The experience I described in the previous chapter helped me to realize that my love of simplicity could have hurt my family badly. If I hadn’t done the work to sort through the scriptures about money, I might have missed the tremendous blessing of my house. If I hadn’t learned what Jesus meant when He told us to love our enemies, my simple and apparently literal interpretation of Matthew 5:38-44 could have cost my wife and children their lives. I wondered what other theological mistakes I was making and who was being hurt by them.
I asked myself why my friends at church had understood what Jesus was saying even though they couldn’t give what I thought were scriptural reasons for their beliefs. I concluded that it had to do with the fact that most of them had grown up in families that attended church.

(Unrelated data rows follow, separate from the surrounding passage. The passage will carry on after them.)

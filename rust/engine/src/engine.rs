use crate::cards::Card;
use crate::deck::{ShuffleMethod, Shuffler};
use crate::hand::{split_unchecked, Hand, HAND_COUNT};
use crate::simulator::{run_rounds, GameTrace, RandomPicker};

/// Seeded front door for shuffling, dealing and the random-discard run.
///
/// Every draw (shuffle keys, discard positions) comes from one ChaCha20
/// stream, so a given seed and method always reproduce the same output.
///
/// # Examples
///
/// ```
/// use deckplay_engine::deck::ShuffleMethod;
/// use deckplay_engine::engine::Dealer;
///
/// let mut dealer = Dealer::new(Some(12345), ShuffleMethod::RandomKey);
/// let trace = dealer.play_randomly();
/// assert_eq!(trace.len(), 14);
/// assert!(trace.rounds()[13].hands.iter().all(|h| h.is_empty()));
/// ```
#[derive(Debug)]
pub struct Dealer {
    seed: u64,
    shuffler: Shuffler,
}

impl Dealer {
    /// `None` draws a fresh random seed.
    pub fn new(seed: Option<u64>, method: ShuffleMethod) -> Self {
        let seed = seed.unwrap_or_else(rand::random);
        Self {
            seed,
            shuffler: Shuffler::new_with_seed(seed, method),
        }
    }

    pub fn seed(&self) -> u64 {
        self.seed
    }

    pub fn method(&self) -> ShuffleMethod {
        self.shuffler.method()
    }

    pub fn shuffled_deck(&mut self) -> Vec<Card> {
        self.shuffler.shuffled()
    }

    pub fn random_hands(&mut self) -> [Hand; HAND_COUNT] {
        let deck = self.shuffler.shuffled();
        split_unchecked(&deck)
    }

    pub fn play_randomly(&mut self) -> GameTrace {
        let hands = self.random_hands();
        let mut picker = RandomPicker::new(self.shuffler.rng_mut());
        run_rounds(hands, &mut picker)
    }
}

#[cfg(test)]
mod tests {
    use super::*;

    #[test]
    fn same_seed_same_trace() {
        let a = Dealer::new(Some(7), ShuffleMethod::RandomKey).play_randomly();
        let b = Dealer::new(Some(7), ShuffleMethod::RandomKey).play_randomly();
        assert_eq!(a, b);
    }

    #[test]
    fn method_changes_the_deal() {
        let a = Dealer::new(Some(7), ShuffleMethod::RandomKey).shuffled_deck();
        let b = Dealer::new(Some(7), ShuffleMethod::FisherYates).shuffled_deck();
        assert_ne!(a, b);
    }

    #[test]
    fn seed_is_reported() {
        let dealer = Dealer::new(Some(99), ShuffleMethod::FisherYates);
        assert_eq!(dealer.seed(), 99);
        assert_eq!(dealer.method(), ShuffleMethod::FisherYates);
    }
}
use std::fmt;
use std::str::FromStr;
use std::sync::OnceLock;

use rand::seq::SliceRandom;
use rand::{Rng, SeedableRng};
use rand_chacha::ChaCha20Rng;
use serde::{Deserialize, Serialize};

use crate::cards::{Card, Rank, Suit, DECK_SIZE, RANKS_PER_SUIT, SUIT_COUNT};
use crate::errors::ParseShuffleMethodError;

static CANONICAL_DECK: OnceLock<[Card; DECK_SIZE]> = OnceLock::new();

/// The 52 cards in suit-major, rank-minor order (all clubs low to high,
/// then diamonds, hearts, spades). Built on first access and never mutated.
pub fn canonical_deck() -> &'static [Card; DECK_SIZE] {
    CANONICAL_DECK.get_or_init(|| {
        let mut deck = [Card {
            suit: Suit::Clubs,
            rank: Rank::Two,
        }; DECK_SIZE];
        for (s, &suit) in Suit::ALL.iter().enumerate() {
            for (r, &rank) in Rank::ALL.iter().enumerate() {
                deck[s * RANKS_PER_SUIT + r] = Card { suit, rank };
            }
        }
        deck
    })
}

/// The canonical deck split into its four suits. Reference only.
pub fn suit_partition() -> [&'static [Card]; SUIT_COUNT] {
    let deck = canonical_deck();
    std::array::from_fn(|s| &deck[s * RANKS_PER_SUIT..(s + 1) * RANKS_PER_SUIT])
}

/// How a [`Shuffler`] permutes the deck.
#[derive(Debug, Clone, Copy, Default, Eq, PartialEq, Serialize, Deserialize)]
#[serde(rename_all = "kebab-case")]
pub enum ShuffleMethod {
    /// Tag every card with a uniform key in `[0, 1)` and sort by key.
    #[default]
    RandomKey,
    /// In-place Fisher-Yates.
    FisherYates,
}

impl ShuffleMethod {
    pub fn as_str(self) -> &'static str {
        match self {
            ShuffleMethod::RandomKey => "random-key",
            ShuffleMethod::FisherYates => "fisher-yates",
        }
    }
}

impl fmt::Display for ShuffleMethod {
    fn fmt(&self, f: &mut fmt::Formatter<'_>) -> fmt::Result {
        f.write_str(self.as_str())
    }
}

impl FromStr for ShuffleMethod {
    type Err = ParseShuffleMethodError;

    fn from_str(s: &str) -> Result<Self, Self::Err> {
        match s.trim().to_ascii_lowercase().as_str() {
            "random-key" | "random_key" | "randomkey" => Ok(ShuffleMethod::RandomKey),
            "fisher-yates" | "fisher_yates" | "fisheryates" => Ok(ShuffleMethod::FisherYates),
            _ => Err(ParseShuffleMethodError(s.to_string())),
        }
    }
}

/// Produces fresh permutations of the canonical deck from a seeded ChaCha20 stream.
#[derive(Debug)]
pub struct Shuffler {
    rng: ChaCha20Rng,
    method: ShuffleMethod,
}

impl Shuffler {
    pub fn new_with_seed(seed: u64, method: ShuffleMethod) -> Self {
        Self {
            rng: ChaCha20Rng::seed_from_u64(seed),
            method,
        }
    }

    pub fn method(&self) -> ShuffleMethod {
        self.method
    }

    /// Returns a new shuffled copy; the canonical deck is left untouched.
    pub fn shuffled(&mut self) -> Vec<Card> {
        let deck = canonical_deck();
        let cards = match self.method {
            ShuffleMethod::RandomKey => {
                let mut keyed: Vec<(f64, Card)> = deck
                    .iter()
                    .map(|&card| (self.rng.random::<f64>(), card))
                    .collect();
                keyed.sort_by(|a, b| a.0.total_cmp(&b.0));
                keyed.into_iter().map(|(_, card)| card).collect()
            }
            ShuffleMethod::FisherYates => {
                let mut cards = deck.to_vec();
                cards.shuffle(&mut self.rng);
                cards
            }
        };
        tracing::debug!(method = %self.method, "shuffled deck");
        cards
    }

    /// The underlying stream, shared with the discard simulation so that a
    /// single seed reproduces a whole run.
    pub fn rng_mut(&mut self) -> &mut ChaCha20Rng {
        &mut self.rng
    }
}
//! Configuration command handler.
//!
//! Prints the resolved configuration as JSON, each value tagged with where it
//! came from (`default`, `file` or `env`).

use crate::config;
use crate::error::CliError;
use std::io::Write;

pub fn handle_cfg_command(out: &mut dyn Write) -> Result<(), CliError> {
    let resolved = config::load_with_sources()
        .map_err(|e| CliError::Config(format!("Invalid configuration: {}", e)))?;

    let config::ConfigResolved { config, sources } = resolved;
    let display = serde_json::json!({
        "seed": {
            "value": config.seed,
            "source": sources.seed,
        },
        "shuffle": {
            "value": config.shuffle,
            "source": sources.shuffle,
        },
        "games": {
            "value": config.games,
            "source": sources.games,
        }
    });
    let json_str = serde_json::to_string_pretty(&display).map_err(std::io::Error::other)?;
    writeln!(out, "{}", json_str)?;
    Ok(())
}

An understanding of Christianity had been drilled into them from the earliest age, so they had a way of thinking that tended to lead to godly common-sense answers. On moral issues, the inner insight from their background gave them a “gut feel” for the truth that usually brought them to the right conclusions.
That’s why they could get by with simple sayings like, “All we need to do is to love God and love our neighbor.” Their upbringing had taught them what love looked like; they just needed God’s power to help them do it. I, on the other hand, didn’t know what love looked like. I was from a non-Christian background, and my “gut feel” led to bizarre conclusions (especially about sex). I had to rely on the actual words of the Bible rather than intuition. It wasn’t an option for me to read, “I tell you not to resist an evil person,” and to say, “I don’t feel like Jesus means what He appears to be saying.” If I took that approach with other parts of the Bible, I would end up in disaster. The actual words rather than my feelings about them were what kept me safe.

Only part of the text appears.